Cite Kong, Q., Booth, E., Bailo, F., Johns, A., & Rizoiu, M.-A. (2022). Slipping to the extreme: A mixed method to explain how extreme opinions infiltrate online discussions. Proceedings of the International AAAI Conference on Web and Social Media, 16(1), 524–535.


Qualitative research provides methodological guidelines for observing and studying communities and cultures on online social media platforms. However, such methods demand considerable manual effort from researchers and can be overly focused and narrowed to certain online groups. This work proposes a complete solution to accelerate the qualitative analysis of problematic online speech, focusing on opinions emerging from online communities by leveraging machine learning algorithms. First, we employ qualitative methods of deep observation for understanding problematic online speech. This initial qualitative study constructs an ontology of problematic speech, which contains social media postings annotated with their underlying opinions. The qualitative study dynamically constructs the set of opinions, simultaneous with labeling the postings.
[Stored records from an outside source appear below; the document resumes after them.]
//! Neo4j adapter
//!
//! Users are `:User` nodes addressed by their internal node id. Each
//! operation is a single Cypher statement, which Neo4j runs in its own
//! auto-commit transaction.
//!
//! Timestamps travel as RFC 3339 strings: written through `datetime($x)` and
//! read back through `toString(..)`.

use crate::error::{Result as StorageResult, StorageError};
use async_trait::async_trait;
use chrono::{DateTime, SecondsFormat, Utc};
use neo4rs::{query, Graph, Query, Row};
use persona_core::{
    CreateUser, PasswordUpdate, PasswordUpdated, Result, User, UserError, UserId, UserRepository,
};

const RETURN_USER: &str = "RETURN id(user) AS id, user.username AS username, user.name AS name,
       user.surname AS surname, user.password AS password, user.age AS age,
       toString(user.createdAt) AS createdAt, toString(user.updatedAt) AS updatedAt";

const CREATE_USER: &str = "CREATE (user:User {
         username: $username, name: $name, surname: $surname,
         password: $password, age: $age,
         createdAt: datetime($now), updatedAt: datetime($now)
       })";

const MATCH_USER: &str = "MATCH (user:User) WHERE id(user) = $id";

// One row with `matched` when the node exists, no row otherwise.
// `updatedAt` only moves when the password matched, and always forward.
const UPDATE_PASSWORD: &str = "MATCH (user:User) WHERE id(user) = $id
       WITH user, user.password = $password AS matched
       SET user.password = CASE WHEN matched THEN $newPassword ELSE user.password END,
           user.updatedAt = CASE
             WHEN NOT matched THEN user.updatedAt
             WHEN datetime($now) > user.updatedAt THEN datetime($now)
             ELSE user.updatedAt + duration({nanoseconds: 1})
           END
       RETURN matched";

/// User repository backed by a Neo4j graph
#[derive(Clone)]
pub struct Neo4jUserRepository {
    graph: Graph,
}

impl std::fmt::Debug for Neo4jUserRepository {
    fn fmt(&self, f: &mut std::fmt::Formatter<'_>) -> std::fmt::Result {
        f.debug_struct("Neo4jUserRepository").finish_non_exhaustive()
    }
}

impl Neo4jUserRepository {
    pub fn new(graph: Graph) -> Self {
        Self { graph }
    }

    async fn first_row(&self, statement: Query) -> StorageResult<Option<Row>> {
        let mut rows = self.graph.execute(statement).await?;
        Ok(rows.next().await?)
    }
}

#[async_trait]
impl UserRepository for Neo4jUserRepository {
    fn backend(&self) -> &'static str {
        "neo4j"
    }

    async fn get_by_id(&self, id: &UserId) -> Result<User> {
        let Some(node_id) = id.as_i64() else {
            return Err(UserError::UserNotFound(id.clone()));
        };

        let statement = query(&format!("{MATCH_USER}\n{RETURN_USER}")).param("id", node_id);
        match self.first_row(statement).await? {
            Some(row) => Ok(row_to_user(&row)?),
            None => Err(UserError::UserNotFound(id.clone())),
        }
    }

    async fn create(&self, user: CreateUser) -> Result<User> {
        let statement = query(&format!("{CREATE_USER}\n{RETURN_USER}"))
            .param("username", user.username)
            .param("name", user.name)
            .param("surname", user.surname)
            .param("password", user.password)
            .param("age", i64::from(user.age))
            .param("now", format_timestamp(Utc::now()));

        let row = self
            .first_row(statement)
            .await?
            .ok_or_else(|| StorageError::invalid_data("CREATE returned no row"))?;
        let created = row_to_user(&row)?;

        tracing::debug!(backend = "neo4j", user_id = %created.id, "Created user");
        Ok(created)
    }

    async fn update_password(&self, update: PasswordUpdate) -> Result<PasswordUpdated> {
        let Some(node_id) = update.id.as_i64() else {
            return Err(UserError::UserNotFound(update.id.clone()));
        };

        let statement = query(UPDATE_PASSWORD)
            .param("id", node_id)
            .param("password", update.password)
            .param("newPassword", update.new_password)
            .param("now", format_timestamp(Utc::now()));

        let Some(row) = self.first_row(statement).await? else {
            return Err(UserError::UserNotFound(update.id));
        };
        let matched: bool = row.get("matched").map_err(StorageError::from)?;
        if !matched {
            return Err(UserError::PasswordMismatch(update.id));
        }

        tracing::debug!(backend = "neo4j", user_id = node_id, "Updated password");
        Ok(PasswordUpdated {
            id: UserId::Numeric(node_id),
        })
    }
}

fn row_to_user(row: &Row) -> StorageResult<User> {
    let age: i64 = row.get("age")?;
    let age = i32::try_from(age)
        .map_err(|_| StorageError::invalid_data(format!("age out of range: {age}")))?;
    let created_at: String = row.get("createdAt")?;
    let updated_at: String = row.get("updatedAt")?;

    Ok(User {
        id: UserId::Numeric(row.get("id")?),
        username: row.get("username")?,
        name: row.get("name")?,
        surname: row.get("surname")?,
        password: row.get("password")?,
        age,
        created_at: parse_timestamp(&created_at)?,
        updated_at: parse_timestamp(&updated_at)?,
    })
}

fn format_timestamp(value: DateTime<Utc>) -> String {
    value.to_rfc3339_opts(SecondsFormat::Nanos, true)
}

/// Parse a Neo4j `toString(datetime)` value
///
/// Neo4j drops the seconds when they and the fraction are zero
/// (`2024-01-02T03:04Z`) and may append a zone name in brackets.
fn parse_timestamp(raw: &str) -> StorageResult<DateTime<Utc>> {
    let trimmed = raw.split('[').next().unwrap_or(raw);
    let normalized = with_seconds(trimmed);

    DateTime::parse_from_rfc3339(&normalized)
        .map(|value| value.with_timezone(&Utc))
        .map_err(|e| StorageError::invalid_data(format!("bad timestamp {raw:?}: {e}")))
}

fn with_seconds(value: &str) -> String {
    let Some((date, time)) = value.split_once('T') else {
        return value.to_string();
    };
    let offset_at = time.find(['Z', 'z', '+', '-']).unwrap_or(time.len());
    let (clock, offset) = time.split_at(offset_at);

    if clock.matches(':').count() == 1 {
        format!("{date}T{clock}:00{offset}")
    } else {
        value.to_string()
    }
}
Next, we use keywords to collect a large dataset from three online social media platforms (Facebook, Twitter, and Youtube). Finally, we introduce an iterative data exploration procedure to augment the dataset. It alternates between a data sampler — which balances exploration and exploitation of unlabeled data — the automatic labeling of the sampled data, the manual inspection by the qualitative mapping team, and, finally, the retraining of the automatic opinion classifiers. We present both qualitative and quantitative results. First, we show that our human-in-the-loop method successfully augments the initial qualitatively labeled and narrowly focused dataset and constructs a more encompassing dataset. Next, we present detailed case studies of the dynamics of problematic speech in a far-right Facebook group, exemplifying its mutation from conservative to extreme. Finally, we examine the dynamics of opinion emergence and co-occurrence, and we hint at some pathways through which extreme opinions creep into the mainstream online discourse.